+++ Data in this exercise

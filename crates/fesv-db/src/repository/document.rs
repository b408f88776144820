//! # Document Repository
//!
//! Documents (DTEs) as they move through contingency.
//!
//! ## Who Writes What
//! ```text
//! ┌─────────────────────────────────────────────────────────────────────────┐
//! │  Writer                  Columns                                        │
//! │  ──────────────────────  ───────────────────────────────────────────    │
//! │  invoicing flow          insert (status = pending)                      │
//! │  queue intake            period link, status, payloads, failure_kind    │
//! │  signature retry         dte_signed, status, signature_retry_count      │
//! │  event reporting         contingency_event_id                           │
//! │  lote creation           lote_id                                        │
//! │  lote polling            status, estado, sello, fh_procesamiento,       │
//! │                          observaciones                                  │
//! └─────────────────────────────────────────────────────────────────────────┘
//! ```
//!
//! Every status-changing statement is guarded by the states it may leave, so
//! a terminal document is never touched again.

use chrono::{NaiveDate, Utc};
use sqlx::{QueryBuilder, Sqlite, SqliteConnection, SqlitePool};
use tracing::{debug, warn};

use super::{new_id, retry_with_new_id};
use crate::error::{DbError, DbResult};
use fesv_core::authority::{parse_authority_timestamp, DocumentResult, LOCAL_DATE_FORMAT};
use fesv_core::{Document, NewDocument, TransmissionStatus};

// =============================================================================
// Filters and Inputs
// =============================================================================

/// Typed document listing filter.
///
/// ## Example
/// ```rust,ignore
/// let filter = DocumentFilter::for_company(&company_id)
///     .between(Some(desde), Some(hasta))
///     .with_statuses(&TransmissionStatus::TERMINAL);
/// let docs = db.documents().list(&filter).await?;
/// ```
#[derive(Debug, Clone, Default)]
pub struct DocumentFilter {
    pub company_id: Option<String>,
    pub statuses: Vec<TransmissionStatus>,
    /// Inclusive lower bound on `fecha_emision`.
    pub fecha_desde: Option<NaiveDate>,
    /// Inclusive upper bound on `fecha_emision`.
    pub fecha_hasta: Option<NaiveDate>,
    pub codigo_generacion: Option<String>,
    pub contingency_period_id: Option<String>,
    pub limit: Option<i64>,
}

impl DocumentFilter {
    pub fn for_company(company_id: impl Into<String>) -> Self {
        DocumentFilter {
            company_id: Some(company_id.into()),
            ..Default::default()
        }
    }

    pub fn with_statuses(mut self, statuses: &[TransmissionStatus]) -> Self {
        self.statuses = statuses.to_vec();
        self
    }

    pub fn between(mut self, desde: Option<NaiveDate>, hasta: Option<NaiveDate>) -> Self {
        self.fecha_desde = desde;
        self.fecha_hasta = hasta;
        self
    }

    pub fn codigo(mut self, codigo_generacion: impl Into<String>) -> Self {
        self.codigo_generacion = Some(codigo_generacion.into());
        self
    }

    pub fn period(mut self, period_id: impl Into<String>) -> Self {
        self.contingency_period_id = Some(period_id.into());
        self
    }

    pub fn limit(mut self, limit: i64) -> Self {
        self.limit = Some(limit);
        self
    }
}

/// What queue intake writes onto a document.
#[derive(Debug, Clone)]
pub struct QueueUpdate {
    pub period_id: String,
    pub status: TransmissionStatus,
    pub failure_kind: String,
    pub dte_unsigned: String,
    pub dte_signed: Option<String>,
}

/// Scope, status and contingency links of a document, read under the
/// write lock.
#[derive(Debug, Clone, sqlx::FromRow)]
pub struct DocumentScope {
    pub company_id: String,
    pub establishment_id: String,
    pub point_of_sale_id: String,
    pub transmission_status: TransmissionStatus,
    pub contingency_period_id: Option<String>,
    pub contingency_event_id: Option<String>,
}

impl DocumentScope {
    /// The period that already declared this document in an event.
    pub fn reported_period(&self) -> Option<&str> {
        match (&self.contingency_period_id, &self.contingency_event_id) {
            (Some(period_id), Some(_)) => Some(period_id.as_str()),
            _ => None,
        }
    }
}

// =============================================================================
// Repository
// =============================================================================

/// Repository for document operations.
#[derive(Debug, Clone)]
pub struct DocumentRepository {
    pool: SqlitePool,
    max_id_attempts: u32,
}

impl DocumentRepository {
    pub fn new(pool: SqlitePool, max_id_attempts: u32) -> Self {
        DocumentRepository {
            pool,
            max_id_attempts,
        }
    }

    /// Registers a finalized document (status `pending`).
    pub async fn insert(&self, doc: &NewDocument) -> DbResult<Document> {
        let mut attempt = 1;
        loop {
            let now = Utc::now();
            let result: DbResult<Document> = sqlx::query_as::<_, Document>(
                r#"
                INSERT INTO documents (
                    id, company_id, establishment_id, point_of_sale_id,
                    codigo_generacion, numero_control, tipo_dte, fecha_emision,
                    transmission_status, signature_retry_count,
                    finalized_at, created_at, updated_at
                ) VALUES (?1, ?2, ?3, ?4, ?5, ?6, ?7, ?8, 'pending', 0, ?9, ?10, ?10)
                RETURNING *
                "#,
            )
            .bind(new_id())
            .bind(&doc.company_id)
            .bind(&doc.establishment_id)
            .bind(&doc.point_of_sale_id)
            .bind(doc.codigo_generacion.to_uppercase())
            .bind(&doc.numero_control)
            .bind(&doc.tipo_dte)
            .bind(&doc.fecha_emision)
            .bind(doc.finalized_at)
            .bind(now)
            .fetch_one(&self.pool)
            .await
            .map_err(Into::into);

            match result {
                Err(err) if retry_with_new_id(&err, "document", attempt, self.max_id_attempts) => {
                    attempt += 1;
                }
                other => return other,
            }
        }
    }

    pub async fn get(&self, id: &str) -> DbResult<Option<Document>> {
        let doc = sqlx::query_as::<_, Document>("SELECT * FROM documents WHERE id = ?1")
            .bind(id)
            .fetch_optional(&self.pool)
            .await?;
        Ok(doc)
    }

    pub async fn get_by_codigo(&self, codigo_generacion: &str) -> DbResult<Option<Document>> {
        let doc =
            sqlx::query_as::<_, Document>("SELECT * FROM documents WHERE codigo_generacion = ?1")
                .bind(codigo_generacion.to_uppercase())
                .fetch_optional(&self.pool)
                .await?;
        Ok(doc)
    }

    /// Lists documents matching `filter`, newest emission date first.
    pub async fn list(&self, filter: &DocumentFilter) -> DbResult<Vec<Document>> {
        let mut qb = QueryBuilder::<Sqlite>::new("SELECT * FROM documents WHERE 1 = 1");

        if let Some(company_id) = &filter.company_id {
            qb.push(" AND company_id = ").push_bind(company_id.clone());
        }
        if !filter.statuses.is_empty() {
            qb.push(" AND transmission_status IN (");
            let mut statuses = qb.separated(", ");
            for status in &filter.statuses {
                statuses.push_bind(*status);
            }
            statuses.push_unseparated(")");
        }
        if let Some(desde) = filter.fecha_desde {
            qb.push(" AND fecha_emision >= ")
                .push_bind(desde.format(LOCAL_DATE_FORMAT).to_string());
        }
        if let Some(hasta) = filter.fecha_hasta {
            qb.push(" AND fecha_emision <= ")
                .push_bind(hasta.format(LOCAL_DATE_FORMAT).to_string());
        }
        if let Some(codigo) = &filter.codigo_generacion {
            qb.push(" AND codigo_generacion = ").push_bind(codigo.to_uppercase());
        }
        if let Some(period_id) = &filter.contingency_period_id {
            qb.push(" AND contingency_period_id = ").push_bind(period_id.clone());
        }

        qb.push(" ORDER BY fecha_emision DESC, finalized_at DESC");

        if let Some(limit) = filter.limit {
            qb.push(" LIMIT ").push_bind(limit);
        }

        let docs = qb.build_query_as::<Document>().fetch_all(&self.pool).await?;
        Ok(docs)
    }

    /// Documents of a period not yet carried by any event, oldest first.
    pub async fn unreported_for_period(&self, period_id: &str, limit: i64) -> DbResult<Vec<Document>> {
        let docs = sqlx::query_as::<_, Document>(
            r#"
            SELECT * FROM documents
            WHERE contingency_period_id = ?1
              AND contingency_event_id IS NULL
              AND transmission_status NOT IN ('pending', 'procesado', 'rechazado')
            ORDER BY finalized_at ASC
            LIMIT ?2
            "#,
        )
        .bind(period_id)
        .bind(limit)
        .fetch_all(&self.pool)
        .await?;
        Ok(docs)
    }

    /// Unsigned documents still below the retry cap, oldest first.
    pub async fn pending_signature(&self, max_retries: i64, limit: i64) -> DbResult<Vec<Document>> {
        let docs = sqlx::query_as::<_, Document>(
            r#"
            SELECT * FROM documents
            WHERE transmission_status = 'pending_signature'
              AND signature_retry_count < ?1
            ORDER BY finalized_at ASC
            LIMIT ?2
            "#,
        )
        .bind(max_retries)
        .bind(limit)
        .fetch_all(&self.pool)
        .await?;
        Ok(docs)
    }

    pub async fn for_lote(&self, lote_id: &str) -> DbResult<Vec<Document>> {
        let docs = sqlx::query_as::<_, Document>(
            "SELECT * FROM documents WHERE lote_id = ?1 ORDER BY finalized_at ASC",
        )
        .bind(lote_id)
        .fetch_all(&self.pool)
        .await?;
        Ok(docs)
    }

    /// Stores the signature and moves the document to `contingency_queued`.
    ///
    /// Resets the retry counter. Returns `false` when the document is not in
    /// an unsigned contingency state.
    pub async fn update_signature(&self, id: &str, dte_signed: &str) -> DbResult<bool> {
        let result = sqlx::query(
            r#"
            UPDATE documents SET
                dte_signed = ?2,
                transmission_status = 'contingency_queued',
                signature_retry_count = 0,
                updated_at = ?3
            WHERE id = ?1
              AND transmission_status IN ('pending_signature', 'failed_retry')
            "#,
        )
        .bind(id)
        .bind(dte_signed)
        .bind(Utc::now())
        .execute(&self.pool)
        .await?;

        Ok(result.rows_affected() > 0)
    }

    /// Counts one more failed signature attempt.
    ///
    /// Returns the new count, or `None` when the document no longer awaits a
    /// signature.
    pub async fn increment_retry_count(&self, id: &str) -> DbResult<Option<i64>> {
        let count: Option<i64> = sqlx::query_scalar(
            r#"
            UPDATE documents SET
                signature_retry_count = signature_retry_count + 1,
                updated_at = ?2
            WHERE id = ?1
              AND transmission_status IN ('pending_signature', 'failed_retry')
            RETURNING signature_retry_count
            "#,
        )
        .bind(id)
        .bind(Utc::now())
        .fetch_optional(&self.pool)
        .await?;

        Ok(count)
    }

    /// Applies one per-document verdict of a lote poll.
    ///
    /// Only a document of this lote with this generation code and a
    /// non-terminal status is updated.
    pub async fn apply_authority_result(
        &self,
        lote_id: &str,
        result: &DocumentResult,
        status: TransmissionStatus,
    ) -> DbResult<bool> {
        let fh_procesamiento = result
            .fh_procesamiento
            .as_deref()
            .and_then(parse_authority_timestamp);
        if result.fh_procesamiento.is_some() && fh_procesamiento.is_none() {
            warn!(
                codigo_generacion = %result.codigo_generacion,
                fh_procesamiento = ?result.fh_procesamiento,
                "Unparseable fhProcesamiento in lote result"
            );
        }

        let observaciones = serde_json::to_string(&result.observaciones)
            .map_err(|e| DbError::Internal(e.to_string()))?;

        let updated = sqlx::query(
            r#"
            UPDATE documents SET
                transmission_status = ?3,
                hacienda_estado = ?4,
                sello_recibido = COALESCE(?5, sello_recibido),
                fh_procesamiento = COALESCE(?6, fh_procesamiento),
                observaciones = ?7,
                updated_at = ?8
            WHERE lote_id = ?1
              AND codigo_generacion = ?2
              AND transmission_status NOT IN ('procesado', 'rechazado')
            "#,
        )
        .bind(lote_id)
        .bind(result.codigo_generacion.to_uppercase())
        .bind(status)
        .bind(&result.estado)
        .bind(result.sello_recibido.as_deref().filter(|s| !s.is_empty()))
        .bind(fh_procesamiento)
        .bind(observaciones)
        .bind(Utc::now())
        .execute(&self.pool)
        .await?;

        let applied = updated.rows_affected() > 0;
        if !applied {
            debug!(
                lote_id = %lote_id,
                codigo_generacion = %result.codigo_generacion,
                "Lote result matched no open document"
            );
        }
        Ok(applied)
    }

    /// True when every document of the lote is terminal.
    pub async fn lote_is_complete(&self, lote_id: &str) -> DbResult<bool> {
        let open: i64 = sqlx::query_scalar(
            r#"
            SELECT COUNT(*) FROM documents
            WHERE lote_id = ?1
              AND transmission_status NOT IN ('procesado', 'rechazado')
            "#,
        )
        .bind(lote_id)
        .fetch_one(&self.pool)
        .await?;
        Ok(open == 0)
    }
}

++++++

Look over the records. Copy the lines that include the word "oldest".

    /// Documents of a period not yet carried by any event, oldest first.
    /// Unsigned documents still below the retry cap, oldest first.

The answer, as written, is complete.